AI-Powered Slide Design: From Text to Teaching

Author: Denis Avetisyan


A new framework harnesses the power of artificial intelligence to automatically create informative and engaging slide presentations for educational settings.

A system orchestrates automated presentation creation through a three-stage pipeline—content retrieval coordinated by a central agent, translation into $LaTeXBeamer$ code, and subsequent enhancement with visuals and commentary—leveraging feedback loops to refine adaptability and maintain consistent quality throughout the process.
A system orchestrates automated presentation creation through a three-stage pipeline—content retrieval coordinated by a central agent, translation into $LaTeXBeamer$ code, and subsequent enhancement with visuals and commentary—leveraging feedback loops to refine adaptability and maintain consistent quality throughout the process.

SlideBot leverages large language models, retrieval-augmented generation, and cognitive load theory to produce high-quality, pedagogically sound multi-modal presentations.
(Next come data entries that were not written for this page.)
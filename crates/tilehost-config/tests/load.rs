use std::io::Write;
use std::path::Path;

use tilehost_config::{ConfigError, CryptAlgorithm, ListenerEndpoint, ServerConfig};

fn write_config(dir: &Path, body: &str) -> std::path::PathBuf {
    let path = dir.join("tilehost.toml");
    let mut file = std::fs::File::create(&path).unwrap();
    file.write_all(body.as_bytes()).unwrap();
    path
}

const GAMES: &str = r#"
[[games]]
id = "dcss-gnollcrawl"
name = "GnollCrawl"
crawl_binary = "./crawl"
rcfile_path = "/srv/rcs/gnollcrawl/%n"
macro_path = "/srv/rcs/gnollcrawl/%n"
morgue_path = "/srv/rcs/gnollcrawl/%n/morgues"
inprogress_path = "/srv/inprogress/gnollcrawl/%n"
ttyrec_path = "/srv/rcs/gnollcrawl/%n/ttyrecs"
socket_path = "/srv/rcs/gnollcrawl/%n"
client_path = "./game_data/"
options = ["-extra-opt-first", "-extra-opt-last"]

[[games]]
id = "dcss-trunk"
name = "DCSS trunk"
binary = "/usr/games/crawl"
rcfile_path = "/srv/rcs/trunk"
macro_path = "/srv/rcs/trunk"
morgue_path = "/srv/rcs/trunk/%n"
inprogress_path = "/srv/inprogress/trunk"
ttyrec_path = "/srv/rcs/trunk/%n"
socket_path = "/srv/sockets"
client_path = "./game_data/"
send_json_options = false
"#;

#[test]
fn test_load_full_file_with_tls() {
    let dir = tempfile::tempdir().unwrap();
    let cert = dir.path().join("cert.pem");
    let key = dir.path().join("key.pem");
    std::fs::write(&cert, "cert").unwrap();
    std::fs::write(&key, "key").unwrap();

    let body = format!(
        r#"
[server]
server_id = "test"
max_connections = 3
connection_timeout = 30

[listen]
bind_pairs = [["127.0.0.1", 18080], ["localhost", 18082]]

[tls]
certfile = "{cert}"
keyfile = "{key}"
port = 18443

[auth]
crypt_algorithm = "sha512"
crypt_salt_length = 16
login_token_lifetime = 2

[logging]
level = "debug"
json_format = true
{GAMES}"#,
        cert = cert.display(),
        key = key.display(),
    );
    let path = write_config(dir.path(), &body);

    let config = ServerConfig::load(&path).expect("valid config");
    assert_eq!(config.server.server_id, "test");
    assert_eq!(config.server.max_connections, 3);
    assert_eq!(config.auth.crypt_algorithm, CryptAlgorithm::Sha512);
    assert!(config.logging.json_format);
    assert_eq!(
        config.endpoints(),
        &[
            ListenerEndpoint::plain("127.0.0.1", 18080),
            ListenerEndpoint::plain("localhost", 18082),
            ListenerEndpoint::tls("", 18443),
        ]
    );

    let ids: Vec<&str> = config.games().iter().map(|g| g.id.as_str()).collect();
    assert_eq!(ids, ["dcss-gnollcrawl", "dcss-trunk"]);
    let trunk = config.games().get("dcss-trunk").unwrap();
    assert!(!trunk.send_json_options);
    let gnoll = config.games().get("dcss-gnollcrawl").unwrap();
    assert_eq!(gnoll.options.len(), 2);
}

#[test]
fn test_load_missing_file_is_io_error() {
    let dir = tempfile::tempdir().unwrap();
    let result = ServerConfig::load(&dir.path().join("absent.toml"));
    assert!(matches!(result, Err(ConfigError::Io { .. })));
}

#[test]
fn test_load_wrong_type_is_parse_error() {
    let dir = tempfile::tempdir().unwrap();
    let path = write_config(dir.path(), &format!("[server]\nmax_connections = \"many\"\n{GAMES}"));
    assert!(matches!(ServerConfig::load(&path), Err(ConfigError::Parse(_))));
}

#[test]
fn test_nick_policy_follows_config() {
    let dir = tempfile::tempdir().unwrap();
    let path = write_config(
        dir.path(),
        &format!("[auth]\nnick_regex = '^[a-z]{{2,4}}$'\n{GAMES}"),
    );
    let config = ServerConfig::load(&path).unwrap();
    assert!(config.nick_policy().parse("ab").is_ok());
    assert!(config.nick_policy().parse("Alice").is_err());
}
While large language models show promise in automating educational tasks, generating effective and reliable multi-modal presentations remains a significant challenge. This paper introduces SlideBot: A Multi-Agent Framework for Generating Informative, Reliable, Multi-Modal Presentations, a novel system that addresses these limitations through a modular, multi-agent approach integrating LLMs with retrieval, structured planning, and code generation. By grounding content in external sources and leveraging cognitive learning principles, SlideBot demonstrably enhances conceptual accuracy and instructional value in generated slides. Could this framework ultimately redefine slide preparation and broaden access to high-quality educational materials?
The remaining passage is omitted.